━━ INPUT MATERIAL ━━

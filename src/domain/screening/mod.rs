//! Screening module - Disqualification rules, stored flags, and gates.

mod evaluator;
mod flags;
mod gate;
mod rule;
mod section;

pub use evaluator::DqEvaluator;
pub use flags::{FlagDelta, FlagSet};
pub use gate::{GateDecision, SectionGate};
pub use rule::RuleId;
pub use section::Section;
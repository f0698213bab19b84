//! Screen flow navigation.
//!
//! Screens are registered once in [`screen`], ordered per role in
//! [`flow`], and walked by the [`navigator`]. Gate decisions on leaving
//! a section live with the screening rules, not here.

pub mod flow;
pub mod navigator;
pub mod screen;

pub use flow::{flow, BENEFICIARY_FLOW, SPONSOR_FLOW};
pub use navigator::Navigator;
pub use screen::ScreenId;
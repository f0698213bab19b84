//! Case module - The screening case aggregate root and its events.

mod aggregate;
mod events;
mod view;

pub use aggregate::{
    AdvanceOutcome, AnswerOutcome, EndpointReport, RetreatOutcome, ScreeningCase, StepOutcome,
};
pub use events::CaseEvent;
pub use view::DqView;
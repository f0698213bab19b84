//! Foundation module - Shared domain primitives.
//!
//! Contains value objects, identifiers, enums, and error types
//! that form the vocabulary of the K1 Screener domain.

mod errors;
mod ids;
mod money;
mod policy;
mod role;
mod timestamp;

pub use errors::{DomainError, ErrorCode, ValidationError};
pub use ids::CaseId;
pub use money::Money;
pub use policy::{IncomePolicy, PetitionPolicy, RelationshipPolicy, ScreeningPolicy};
pub use role::Role;
pub use timestamp::Timestamp;
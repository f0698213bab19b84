//! Screening roles - which party the questionnaire is interviewing.

use serde::{Deserialize, Serialize};
use std::fmt;

/// The party a screening flow interviews.
///
/// The sponsor is the U.S. petitioner; the beneficiary is the foreign
/// fiance(e). Each role walks a different subset of sections.
#[derive(Debug, Clone, Copy, PartialEq, Eq, Hash, Serialize, Deserialize)]
#[serde(rename_all = "snake_case")]
pub enum Role {
    Sponsor,
    Beneficiary,
}

impl Role {
    /// Returns all roles.
    pub fn all() -> &'static [Role; 2] {
        &[Role::Sponsor, Role::Beneficiary]
    }

    /// Returns a human-readable name for display.
    pub fn display_name(&self) -> &'static str {
        match self {
            Role::Sponsor => "Sponsor",
            Role::Beneficiary => "Beneficiary",
        }
    }
}

impl fmt::Display for Role {
    fn fmt(&self, f: &mut fmt::Formatter<'_>) -> fmt::Result {
        write!(f, "{}", self.display_name())
    }
}
//! Income proof module - The branching document-guidance questionnaire.

mod documents;
mod step;
mod tree;

pub use documents::{recommended_documents, DocumentKind};
pub use step::{QuestionnaireState, StepId};
pub use tree::{DecisionTree, StepPrompt};
//! Case repository port (write side).
//!
//! Defines the contract for persisting and retrieving ScreeningCase
//! aggregates. The engine runs synchronously inside a UI event loop, so
//! the trait is synchronous; implementations that persist remotely do
//! so behind their own buffering.

use crate::domain::case::ScreeningCase;
use crate::domain::foundation::{CaseId, DomainError};

/// Repository port for ScreeningCase aggregate persistence.
pub trait CaseRepository: Send + Sync {
    /// Save a new case.
    fn save(&self, case: &ScreeningCase) -> Result<(), DomainError>;

    /// Update an existing case.
    ///
    /// # Errors
    ///
    /// - `CaseNotFound` if the case doesn't exist
    fn update(&self, case: &ScreeningCase) -> Result<(), DomainError>;

    /// Find a case by its ID.
    ///
    /// Returns `None` if not found.
    fn find_by_id(&self, id: &CaseId) -> Result<Option<ScreeningCase>, DomainError>;

    /// Check if a case exists.
    fn exists(&self, id: &CaseId) -> Result<bool, DomainError>;

    /// Delete a case (primarily for testing).
    fn delete(&self, id: &CaseId) -> Result<(), DomainError>;
}
//! In-memory case repository.
//!
//! The reference embedder: a single-process wizard keeps its cases in a
//! map. Also the test double for every handler test.

use std::collections::HashMap;
use std::sync::{Mutex, MutexGuard};

use crate::domain::case::ScreeningCase;
use crate::domain::foundation::{CaseId, DomainError, ErrorCode};
use crate::ports::CaseRepository;

/// Mutex-guarded map of cases by ID.
#[derive(Default)]
pub struct InMemoryCaseRepository {
    cases: Mutex<HashMap<CaseId, ScreeningCase>>,
}

impl InMemoryCaseRepository {
    pub fn new() -> Self {
        Self::default()
    }

    /// Number of stored cases.
    pub fn len(&self) -> usize {
        self.cases.lock().expect("case store poisoned").len()
    }

    pub fn is_empty(&self) -> bool {
        self.len() == 0
    }

    /// Locks the store, turning a poisoned mutex into a domain error
    /// instead of a panic.
    fn guard(&self) -> Result<MutexGuard<'_, HashMap<CaseId, ScreeningCase>>, DomainError> {
        self.cases.lock().map_err(|_| {
            DomainError::new(ErrorCode::InternalError, "case store mutex poisoned")
        })
    }
}

impl CaseRepository for InMemoryCaseRepository {
    fn save(&self, case: &ScreeningCase) -> Result<(), DomainError> {
        self.guard()?.insert(case.id(), case.clone());
        Ok(())
    }

    fn update(&self, case: &ScreeningCase) -> Result<(), DomainError> {
        let mut cases = self.guard()?;
        if !cases.contains_key(&case.id()) {
            return Err(DomainError::new(
                ErrorCode::CaseNotFound,
                format!("Case not found: {}", case.id()),
            ));
        }
        cases.insert(case.id(), case.clone());
        Ok(())
    }

    fn find_by_id(&self, id: &CaseId) -> Result<Option<ScreeningCase>, DomainError> {
        Ok(self.guard()?.get(id).cloned())
    }

    fn exists(&self, id: &CaseId) -> Result<bool, DomainError> {
        Ok(self.guard()?.contains_key(id))
    }

    fn delete(&self, id: &CaseId) -> Result<(), DomainError> {
        let mut cases = self.guard()?;
        if cases.remove(id).is_none() {
            return Err(DomainError::new(
                ErrorCode::CaseNotFound,
                format!("Case not found: {}", id),
            ));
        }
        Ok(())
    }
}
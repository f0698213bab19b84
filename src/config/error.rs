//! Configuration error types.

use thiserror::Error;

use crate::domain::foundation::ValidationError;

/// Errors that can occur during configuration loading.
#[derive(Debug, Error)]
pub enum ConfigError {
    #[error("Configuration loading failed: {0}")]
    LoadError(#[from] config::ConfigError),

    #[error("Validation failed: {0}")]
    ValidationFailed(#[from] ValidationError),
}
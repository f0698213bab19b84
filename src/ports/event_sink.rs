//! Case event sink port.
//!
//! Domain events drained from the aggregate are handed to a sink after
//! each operation. The signature is infallible: the engine never waits
//! on or observes delivery; an implementation that forwards events to
//! analytics or persistence owns its own failure handling.

use crate::domain::case::CaseEvent;
use crate::domain::foundation::CaseId;

/// Fire-and-forget outlet for case domain events.
pub trait CaseEventSink: Send + Sync {
    /// Delivers a batch of events for one case.
    ///
    /// Events arrive in the order the aggregate recorded them.
    fn publish(&self, case_id: CaseId, events: &[CaseEvent]);
}

#[cfg(test)]
mod tests {
    use super::*;

    #[test]
    fn sink_trait_is_object_safe() {
        fn assert_object_safe(_: Option<&dyn CaseEventSink>) {}
        assert_object_safe(None);
    }
}
//! Error type shared by every pipeline stage.

/// Errors surfaced by the rendering pipeline.
///
/// Geometric degeneracy and out-of-canvas writes are recovered locally and
/// never show up here.
#[derive(thiserror::Error, Debug, Clone, PartialEq)]
pub enum Error {
    #[error("pixel ({x}, {y}) is outside a {size}x{size} canvas")]
    OutOfBounds { x: i32, y: i32, size: usize },

    #[error("unsupported filter mode '{0}'")]
    UnsupportedFilterMode(String),

    #[error("face {face} references vertex {index}, mesh has {vertex_count} vertices")]
    InvalidFaceIndex {
        face: usize,
        index: usize,
        vertex_count: usize,
    },

    #[error("invalid angle sweep: start={start} end={end} step={step}")]
    InvalidSweep { start: f64, end: f64, step: f64 },

    #[error("parse error on line {line}: {message}")]
    Parse { line: usize, message: String },
}

pub type Result<T> = std::result::Result<T, Error>;
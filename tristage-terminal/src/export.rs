//! PNG snapshots and animated GIFs of triptych sequences.
use anyhow::{anyhow, Context, Result};
use image::codecs::gif::{GifEncoder, Repeat};
use image::{Delay, DynamicImage, Frame as GifFrame, RgbImage};
use std::fs::File;
use std::io::BufWriter;
use std::path::Path;
use tristage_core::Triptych;

use crate::label::draw_panel_labels;

/// Colour quantization speed for GIF frames (1 = best, 30 = fastest).
const GIF_SPEED: i32 = 10;

pub fn to_rgb_image(triptych: &Triptych) -> Result<RgbImage> {
    RgbImage::from_raw(
        triptych.width() as u32,
        triptych.height() as u32,
        triptych.as_bytes().to_vec(),
    )
    .ok_or_else(|| anyhow!("triptych buffer does not match its {}x{} size", triptych.width(), triptych.height()))
}

/// The triptych with each panel's caption drawn in.
pub fn labeled_image(triptych: &Triptych) -> Result<RgbImage> {
    let mut image = to_rgb_image(triptych)?;
    draw_panel_labels(&mut image, triptych.height() as u32);
    Ok(image)
}

/// Write one captioned triptych as a PNG.
pub fn save_png(triptych: &Triptych, path: &Path) -> Result<()> {
    let image = labeled_image(triptych)?;
    image
        .save_with_format(path, image::ImageFormat::Png)
        .with_context(|| format!("failed to write snapshot {}", path.display()))?;
    log::info!("saved snapshot {}", path.display());
    Ok(())
}

/// Write the captioned sequence as a looping GIF at `fps` frames per second.
pub fn save_gif<'a, I>(triptychs: I, path: &Path, fps: u32) -> Result<()>
where
    I: IntoIterator<Item = &'a Triptych>,
{
    let file = File::create(path).with_context(|| format!("failed to create {}", path.display()))?;
    let mut encoder = GifEncoder::new_with_speed(BufWriter::new(file), GIF_SPEED);
    encoder.set_repeat(Repeat::Infinite)?;

    let delay = Delay::from_numer_denom_ms(1000, fps.max(1));
    let mut count = 0usize;
    for triptych in triptychs {
        let rgba = DynamicImage::ImageRgb8(labeled_image(triptych)?).to_rgba8();
        encoder
            .encode_frame(GifFrame::from_parts(rgba, 0, 0, delay))
            .with_context(|| format!("failed to encode frame {} of {}", count, path.display()))?;
        count += 1;
    }

    log::info!("saved {} frame animation {}", count, path.display());
    Ok(())
}
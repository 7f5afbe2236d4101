//! Tristage - render a rotating mesh through the three raster stages.
//!
//! `tristage render` writes a PNG snapshot and an animated GIF;
//! `tristage preview` plays the sequence in the terminal
//! (Space pauses, arrows step, Q/Esc quits).
use anyhow::{bail, Context, Result};
use clap::{Args, Parser, Subcommand};
use std::fs;
use std::path::{Path, PathBuf};
use tristage_core::{obj, render_sequence, AngleSweep, FilterMode, Frame, Mesh, RenderConfig};
use tristage_terminal::{export, PreviewApp, PreviewFrame};

#[derive(Parser)]
#[command(name = "tristage", version)]
#[command(about = "Three-stage software rasterizer: gradient edges, barycentric fill, radial colour filter")]
struct Cli {
    #[command(subcommand)]
    command: Command,
}

#[derive(Subcommand)]
enum Command {
    /// Render the sweep and save a PNG snapshot plus an animated GIF
    Render {
        #[command(flatten)]
        scene: SceneArgs,

        /// Angle whose triptych is saved as the static snapshot
        #[arg(long, default_value_t = 120.0)]
        snapshot_angle: f64,

        /// Snapshot output path
        #[arg(long, default_value = "pyramid_static.png")]
        snapshot: PathBuf,

        /// Animation output path
        #[arg(long, default_value = "pyramid_dynamic.gif")]
        animation: PathBuf,

        /// Animation frame rate
        #[arg(long, default_value_t = 15)]
        fps: u32,
    },

    /// Play the sweep in the terminal
    Preview {
        #[command(flatten)]
        scene: SceneArgs,

        /// Playback frame rate
        #[arg(long, default_value_t = 15)]
        fps: u32,
    },
}

#[derive(Args)]
struct SceneArgs {
    /// OBJ mesh to render instead of the built-in pyramid
    #[arg(short, long)]
    mesh: Option<PathBuf>,

    /// Side length of each stage canvas in pixels
    #[arg(short, long, default_value_t = 400)]
    size: usize,

    /// First angle of the sweep (degrees)
    #[arg(long, default_value_t = 0.0, allow_negative_numbers = true)]
    start: f64,

    /// End of the sweep, exclusive (degrees)
    #[arg(long, default_value_t = 360.0, allow_negative_numbers = true)]
    end: f64,

    /// Angle increment between frames (degrees)
    #[arg(long, default_value_t = 8.0)]
    step: f64,

    /// Colour filter applied in stage L3
    #[arg(short, long, default_value = "sepia")]
    filter: String,
}

impl SceneArgs {
    fn load_mesh(&self) -> Result<Mesh> {
        match &self.mesh {
            Some(path) => load_mesh(path),
            None => Ok(Mesh::pyramid()),
        }
    }

    fn sweep(&self) -> Result<AngleSweep> {
        Ok(AngleSweep::new(self.start, self.end, self.step)?)
    }

    fn config(&self) -> Result<RenderConfig> {
        if self.size == 0 {
            bail!("canvas size must be positive");
        }
        let filter: FilterMode = self.filter.parse()?;
        Ok(RenderConfig {
            canvas_size: self.size,
            filter,
        })
    }

    fn render(&self) -> Result<(AngleSweep, Vec<Frame>)> {
        let mesh = self.load_mesh()?;
        let sweep = self.sweep()?;
        let config = self.config()?;
        let frames = render_sequence(&mesh, &sweep, &config);
        Ok((sweep, frames))
    }
}

fn load_mesh(path: &Path) -> Result<Mesh> {
    let text = fs::read_to_string(path).with_context(|| format!("failed to read {}", path.display()))?;
    let mesh = obj::parse_obj(&text).with_context(|| format!("failed to parse {}", path.display()))?;
    log::info!(
        "loaded {} ({} vertices, {} faces)",
        path.display(),
        mesh.vertices().len(),
        mesh.faces().len()
    );
    Ok(mesh)
}

fn checked_fps(fps: u32) -> u32 {
    if fps == 0 {
        log::warn!("fps of 0 is not playable, using 1");
        1
    } else {
        fps
    }
}

fn main() -> Result<()> {
    env_logger::Builder::from_env(env_logger::Env::default().default_filter_or("info")).init();

    let cli = Cli::parse();
    match cli.command {
        Command::Render {
            scene,
            snapshot_angle,
            snapshot,
            animation,
            fps,
        } => {
            let (sweep, frames) = scene.render()?;
            let Some(index) = sweep.position(snapshot_angle) else {
                bail!("snapshot angle {} is not one of the sweep's angles", snapshot_angle);
            };

            export::save_png(&frames[index].triptych(), &snapshot)?;
            let triptychs: Vec<_> = frames.iter().map(Frame::triptych).collect();
            export::save_gif(&triptychs, &animation, checked_fps(fps))?;
        }
        Command::Preview { scene, fps } => {
            let (_, frames) = scene.render()?;
            let frames = frames.iter().map(PreviewFrame::from).collect();

            println!("Starting terminal preview (press Q to quit)...");
            let mut app = PreviewApp::new(frames, checked_fps(fps))?;
            app.run()?;
        }
    }

    Ok(())
}
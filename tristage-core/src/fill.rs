//! Stage L2: barycentric triangle fill with a wireframe overlay.

use crate::canvas::Canvas;
use crate::color::Color;
use crate::line::draw_gradient_line;
use crate::projection::ScreenPoint;

/// Twice-signed-area threshold below which a triangle counts as degenerate.
pub const DEGENERATE_EPSILON: f64 = 1e-6;

/// Gradient used for the outline drawn over every filled face.
pub const WIREFRAME_START: Color = Color::WHITE;
pub const WIREFRAME_END: Color = Color::GRAY;

/// Barycentric weights relative to one screen-space triangle.
#[derive(Debug, Clone, Copy)]
pub struct Barycentric {
    corners: [(f64, f64); 3],
    denom: f64,
}

impl Barycentric {
    /// `None` when the triangle has (near) zero area.
    ///
    /// Coordinates are widened to `f64` before any arithmetic, so saturated
    /// projections cannot overflow.
    pub fn new(tri: [ScreenPoint; 3]) -> Option<Self> {
        let corners = tri.map(|p| (p.x as f64, p.y as f64));
        let [(x0, y0), (x1, y1), (x2, y2)] = corners;
        let area = (y1 - y2) * (x0 - x2) + (x2 - x1) * (y0 - y2);

        if area.abs() < DEGENERATE_EPSILON {
            return None;
        }

        Some(Self {
            corners,
            denom: area + DEGENERATE_EPSILON,
        })
    }

    /// Weights `(w0, w1, w2)` of the point `(x, y)`; `w2 = 1 - w0 - w1`.
    ///
    /// The shared denominator carries the `1e-6` guard, so a vertex weighs
    /// slightly under 1.
    pub fn weights(&self, x: f64, y: f64) -> [f64; 3] {
        let [(x0, y0), (x1, y1), (x2, y2)] = self.corners;

        let w0 = ((y1 - y2) * (x - x2) + (x2 - x1) * (y - y2)) / self.denom;
        let w1 = ((y2 - y0) * (x - x2) + (x0 - x2) * (y - y2)) / self.denom;
        let w2 = 1.0 - w0 - w1;

        [w0, w1, w2]
    }

    /// Closed membership test: points on an edge are inside.
    pub fn contains(&self, x: f64, y: f64) -> bool {
        self.weights(x, y).iter().all(|&w| w >= 0.0)
    }
}

/// Weights of `p` relative to `tri`, or `None` for a degenerate triangle.
pub fn barycentric(tri: [ScreenPoint; 3], p: (f64, f64)) -> Option<[f64; 3]> {
    Barycentric::new(tri).map(|b| b.weights(p.0, p.1))
}

/// Fill the closed triangle, shading each pixel by its first weight:
/// `base * (0.7 + 0.3 * w0)`, truncated.
///
/// Degenerate triangles fill nothing.
pub fn fill_barycentric(canvas: &mut Canvas, tri: [ScreenPoint; 3], base: Color) {
    let Some(bary) = Barycentric::new(tri) else {
        log::debug!("skipping degenerate triangle {:?}", tri);
        return;
    };
    if canvas.size() == 0 {
        return;
    }

    let last = canvas.size() as i64 - 1;
    let min_x = tri.iter().map(|p| p.x as i64).min().unwrap_or(0).max(0);
    let max_x = tri.iter().map(|p| p.x as i64).max().unwrap_or(0).min(last);
    let min_y = tri.iter().map(|p| p.y as i64).min().unwrap_or(0).max(0);
    let max_y = tri.iter().map(|p| p.y as i64).max().unwrap_or(0).min(last);

    for y in min_y..=max_y {
        for x in min_x..=max_x {
            let [w0, w1, w2] = bary.weights(x as f64, y as f64);
            if w0 >= 0.0 && w1 >= 0.0 && w2 >= 0.0 {
                canvas.set_pixel(x as i32, y as i32, base.scale(w0 * 0.3 + 0.7));
            }
        }
    }
}

/// Fill a face and outline its three edges with the white-to-gray wireframe.
pub fn fill_triangle(canvas: &mut Canvas, tri: [ScreenPoint; 3], base: Color) {
    fill_barycentric(canvas, tri, base);
    for j in 0..3 {
        draw_gradient_line(canvas, tri[j], tri[(j + 1) % 3], WIREFRAME_START, WIREFRAME_END);
    }
}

━━━

◆ **TASK ITEM**:
Identify the lines above that contain the word "true", then copy them.

◆ **EXPECTED ANSWER**:
    #[arg(long, default_value_t = 0.0, allow_negative_numbers = true)]
    #[arg(long, default_value_t = 360.0, allow_negative_numbers = true)]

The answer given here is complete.